Find the line holding "use mockmate_core::events::SessionEvent;" in the entries below. Give it again exactly, along with every line after it up to and including the line holding "--- 5. Application".
DATA PROVIDED below:
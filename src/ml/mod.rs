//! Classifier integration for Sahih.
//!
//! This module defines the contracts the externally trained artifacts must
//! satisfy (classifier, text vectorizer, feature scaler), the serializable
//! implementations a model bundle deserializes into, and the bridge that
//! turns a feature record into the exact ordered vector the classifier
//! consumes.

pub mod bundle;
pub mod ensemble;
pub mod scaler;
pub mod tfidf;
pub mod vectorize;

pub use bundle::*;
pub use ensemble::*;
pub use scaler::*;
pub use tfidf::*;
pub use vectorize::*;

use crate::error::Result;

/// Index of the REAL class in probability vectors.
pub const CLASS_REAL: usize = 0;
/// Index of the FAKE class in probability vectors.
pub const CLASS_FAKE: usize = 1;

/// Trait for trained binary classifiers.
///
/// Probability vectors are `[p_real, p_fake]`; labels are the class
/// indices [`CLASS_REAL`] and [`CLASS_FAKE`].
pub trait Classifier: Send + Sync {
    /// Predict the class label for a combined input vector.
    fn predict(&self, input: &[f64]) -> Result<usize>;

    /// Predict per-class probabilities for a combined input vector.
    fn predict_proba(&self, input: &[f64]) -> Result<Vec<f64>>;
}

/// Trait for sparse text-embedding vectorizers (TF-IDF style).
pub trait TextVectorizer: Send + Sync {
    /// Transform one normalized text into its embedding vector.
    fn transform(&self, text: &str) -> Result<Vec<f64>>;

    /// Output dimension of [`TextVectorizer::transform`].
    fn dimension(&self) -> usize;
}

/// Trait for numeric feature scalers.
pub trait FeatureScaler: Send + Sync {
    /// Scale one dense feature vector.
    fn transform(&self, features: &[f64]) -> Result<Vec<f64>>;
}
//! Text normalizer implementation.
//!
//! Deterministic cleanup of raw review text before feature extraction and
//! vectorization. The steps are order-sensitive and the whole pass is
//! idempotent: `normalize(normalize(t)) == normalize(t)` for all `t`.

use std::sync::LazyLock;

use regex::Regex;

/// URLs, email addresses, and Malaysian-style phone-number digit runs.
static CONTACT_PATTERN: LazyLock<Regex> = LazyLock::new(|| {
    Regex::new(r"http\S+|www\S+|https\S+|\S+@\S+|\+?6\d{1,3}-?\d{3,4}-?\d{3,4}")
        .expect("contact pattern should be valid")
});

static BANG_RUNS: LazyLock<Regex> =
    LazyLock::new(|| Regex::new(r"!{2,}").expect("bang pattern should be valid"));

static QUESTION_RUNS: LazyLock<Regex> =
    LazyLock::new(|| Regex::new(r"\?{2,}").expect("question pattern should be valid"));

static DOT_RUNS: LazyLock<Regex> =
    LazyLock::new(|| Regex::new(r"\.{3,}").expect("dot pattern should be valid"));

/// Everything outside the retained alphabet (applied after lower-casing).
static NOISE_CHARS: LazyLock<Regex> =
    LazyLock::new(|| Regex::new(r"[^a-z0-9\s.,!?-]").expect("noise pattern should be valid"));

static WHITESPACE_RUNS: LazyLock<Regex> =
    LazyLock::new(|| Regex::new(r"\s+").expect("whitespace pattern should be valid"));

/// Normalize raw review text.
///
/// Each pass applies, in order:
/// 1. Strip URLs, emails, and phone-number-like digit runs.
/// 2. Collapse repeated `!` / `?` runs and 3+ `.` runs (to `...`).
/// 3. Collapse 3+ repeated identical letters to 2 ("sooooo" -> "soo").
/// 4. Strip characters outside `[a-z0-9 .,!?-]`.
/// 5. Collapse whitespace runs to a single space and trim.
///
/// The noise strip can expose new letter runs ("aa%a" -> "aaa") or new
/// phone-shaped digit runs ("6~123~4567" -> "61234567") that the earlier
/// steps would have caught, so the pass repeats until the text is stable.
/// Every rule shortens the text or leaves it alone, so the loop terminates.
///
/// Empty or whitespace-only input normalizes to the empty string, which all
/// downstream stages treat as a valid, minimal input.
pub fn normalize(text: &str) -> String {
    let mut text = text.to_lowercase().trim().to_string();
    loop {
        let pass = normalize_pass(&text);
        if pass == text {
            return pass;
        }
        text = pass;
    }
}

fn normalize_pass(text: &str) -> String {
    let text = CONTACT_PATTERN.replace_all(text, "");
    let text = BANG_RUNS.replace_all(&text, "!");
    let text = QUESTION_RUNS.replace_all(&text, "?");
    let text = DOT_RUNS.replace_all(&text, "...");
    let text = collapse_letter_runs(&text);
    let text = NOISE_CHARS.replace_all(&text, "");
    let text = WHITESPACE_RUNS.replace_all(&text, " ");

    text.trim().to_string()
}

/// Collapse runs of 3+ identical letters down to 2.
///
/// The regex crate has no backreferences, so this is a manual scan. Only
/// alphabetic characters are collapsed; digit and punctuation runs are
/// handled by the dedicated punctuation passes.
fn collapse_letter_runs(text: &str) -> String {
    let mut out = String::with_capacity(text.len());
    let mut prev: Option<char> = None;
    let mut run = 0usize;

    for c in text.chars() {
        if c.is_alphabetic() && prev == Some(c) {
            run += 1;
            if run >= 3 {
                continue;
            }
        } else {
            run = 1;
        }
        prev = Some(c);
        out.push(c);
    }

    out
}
End of DATA PROVIDED.
DATA PROVIDED below:
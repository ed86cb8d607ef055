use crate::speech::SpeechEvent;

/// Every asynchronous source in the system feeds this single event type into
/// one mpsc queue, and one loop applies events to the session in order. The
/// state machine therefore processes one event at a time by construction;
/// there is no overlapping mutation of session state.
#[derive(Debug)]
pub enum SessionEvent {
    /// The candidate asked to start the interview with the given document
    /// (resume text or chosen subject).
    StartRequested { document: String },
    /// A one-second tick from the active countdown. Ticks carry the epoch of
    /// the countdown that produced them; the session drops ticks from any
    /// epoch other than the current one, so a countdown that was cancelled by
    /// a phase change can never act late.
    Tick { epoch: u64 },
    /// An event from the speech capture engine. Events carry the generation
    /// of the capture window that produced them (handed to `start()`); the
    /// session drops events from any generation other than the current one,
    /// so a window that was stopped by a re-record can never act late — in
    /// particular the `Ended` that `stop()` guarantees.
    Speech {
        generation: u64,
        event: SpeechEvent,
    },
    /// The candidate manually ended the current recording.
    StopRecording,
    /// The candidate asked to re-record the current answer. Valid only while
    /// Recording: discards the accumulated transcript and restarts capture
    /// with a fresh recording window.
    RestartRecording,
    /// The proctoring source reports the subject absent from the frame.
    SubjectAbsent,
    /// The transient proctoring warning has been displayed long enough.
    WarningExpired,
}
End of DATA PROVIDED.
DATA PROVIDED below:
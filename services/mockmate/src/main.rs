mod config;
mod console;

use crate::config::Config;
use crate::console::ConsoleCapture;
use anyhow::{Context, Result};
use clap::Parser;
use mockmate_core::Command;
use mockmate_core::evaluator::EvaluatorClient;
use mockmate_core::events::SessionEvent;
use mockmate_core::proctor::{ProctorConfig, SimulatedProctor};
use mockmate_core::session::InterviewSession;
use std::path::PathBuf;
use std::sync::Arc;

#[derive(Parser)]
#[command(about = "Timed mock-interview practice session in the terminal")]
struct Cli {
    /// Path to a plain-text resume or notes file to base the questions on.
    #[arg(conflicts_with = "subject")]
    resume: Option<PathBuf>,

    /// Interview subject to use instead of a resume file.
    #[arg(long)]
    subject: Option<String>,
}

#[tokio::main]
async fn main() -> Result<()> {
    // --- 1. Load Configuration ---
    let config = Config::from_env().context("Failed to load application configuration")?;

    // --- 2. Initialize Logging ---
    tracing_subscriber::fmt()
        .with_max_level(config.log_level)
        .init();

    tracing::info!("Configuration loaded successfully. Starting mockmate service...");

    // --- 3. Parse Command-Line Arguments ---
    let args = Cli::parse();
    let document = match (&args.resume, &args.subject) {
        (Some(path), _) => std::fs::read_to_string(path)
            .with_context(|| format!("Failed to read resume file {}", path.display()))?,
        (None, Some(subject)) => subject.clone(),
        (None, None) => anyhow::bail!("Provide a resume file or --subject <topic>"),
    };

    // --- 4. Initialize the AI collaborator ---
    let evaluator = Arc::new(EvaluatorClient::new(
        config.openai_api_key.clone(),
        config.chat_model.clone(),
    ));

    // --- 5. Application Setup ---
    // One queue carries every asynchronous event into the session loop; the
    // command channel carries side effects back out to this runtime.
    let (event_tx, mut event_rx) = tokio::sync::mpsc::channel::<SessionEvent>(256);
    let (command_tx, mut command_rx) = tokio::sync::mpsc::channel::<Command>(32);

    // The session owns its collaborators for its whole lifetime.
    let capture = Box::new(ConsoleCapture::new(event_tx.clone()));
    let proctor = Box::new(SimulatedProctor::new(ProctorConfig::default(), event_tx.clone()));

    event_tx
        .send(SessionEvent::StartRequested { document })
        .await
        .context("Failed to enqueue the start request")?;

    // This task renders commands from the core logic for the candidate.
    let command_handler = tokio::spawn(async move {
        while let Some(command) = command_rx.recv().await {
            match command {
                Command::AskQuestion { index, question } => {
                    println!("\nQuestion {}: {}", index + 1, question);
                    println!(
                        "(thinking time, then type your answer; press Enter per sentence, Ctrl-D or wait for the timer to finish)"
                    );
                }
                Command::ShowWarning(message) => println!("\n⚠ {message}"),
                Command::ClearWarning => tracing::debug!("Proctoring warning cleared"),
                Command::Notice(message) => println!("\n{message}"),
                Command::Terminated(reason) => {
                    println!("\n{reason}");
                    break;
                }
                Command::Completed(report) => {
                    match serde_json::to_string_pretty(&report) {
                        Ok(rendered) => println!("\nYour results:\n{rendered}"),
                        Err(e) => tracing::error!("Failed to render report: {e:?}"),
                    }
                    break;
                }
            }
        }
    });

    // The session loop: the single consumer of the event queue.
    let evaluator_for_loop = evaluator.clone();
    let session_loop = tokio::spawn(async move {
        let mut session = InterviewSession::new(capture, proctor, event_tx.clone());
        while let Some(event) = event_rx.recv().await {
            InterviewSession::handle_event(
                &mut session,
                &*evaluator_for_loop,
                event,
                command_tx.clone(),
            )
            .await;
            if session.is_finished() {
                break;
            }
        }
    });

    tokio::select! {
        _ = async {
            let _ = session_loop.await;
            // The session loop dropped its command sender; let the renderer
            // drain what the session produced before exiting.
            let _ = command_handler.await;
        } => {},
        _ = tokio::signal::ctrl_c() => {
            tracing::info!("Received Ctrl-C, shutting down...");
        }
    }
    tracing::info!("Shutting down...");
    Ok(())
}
End of DATA PROVIDED.
■ **RESPONSE**:
use mockmate_core::events::SessionEvent;
use mockmate_core::proctor::{ProctorConfig, SimulatedProctor};
use mockmate_core::session::InterviewSession;
use std::path::PathBuf;
use std::sync::Arc;

#[derive(Parser)]
#[command(about = "Timed mock-interview practice session in the terminal")]
struct Cli {
    /// Path to a plain-text resume or notes file to base the questions on.
    #[arg(conflicts_with = "subject")]
    resume: Option<PathBuf>,

    /// Interview subject to use instead of a resume file.
    #[arg(long)]
    subject: Option<String>,
}

#[tokio::main]
async fn main() -> Result<()> {
    // --- 1. Load Configuration ---
    let config = Config::from_env().context("Failed to load application configuration")?;

    // --- 2. Initialize Logging ---
    tracing_subscriber::fmt()
        .with_max_level(config.log_level)
        .init();

    tracing::info!("Configuration loaded successfully. Starting mockmate service...");

    // --- 3. Parse Command-Line Arguments ---
    let args = Cli::parse();
    let document = match (&args.resume, &args.subject) {
        (Some(path), _) => std::fs::read_to_string(path)
            .with_context(|| format!("Failed to read resume file {}", path.display()))?,
        (None, Some(subject)) => subject.clone(),
        (None, None) => anyhow::bail!("Provide a resume file or --subject <topic>"),
    };

    // --- 4. Initialize the AI collaborator ---
    let evaluator = Arc::new(EvaluatorClient::new(
        config.openai_api_key.clone(),
        config.chat_model.clone(),
    ));

    // --- 5. Application Setup ---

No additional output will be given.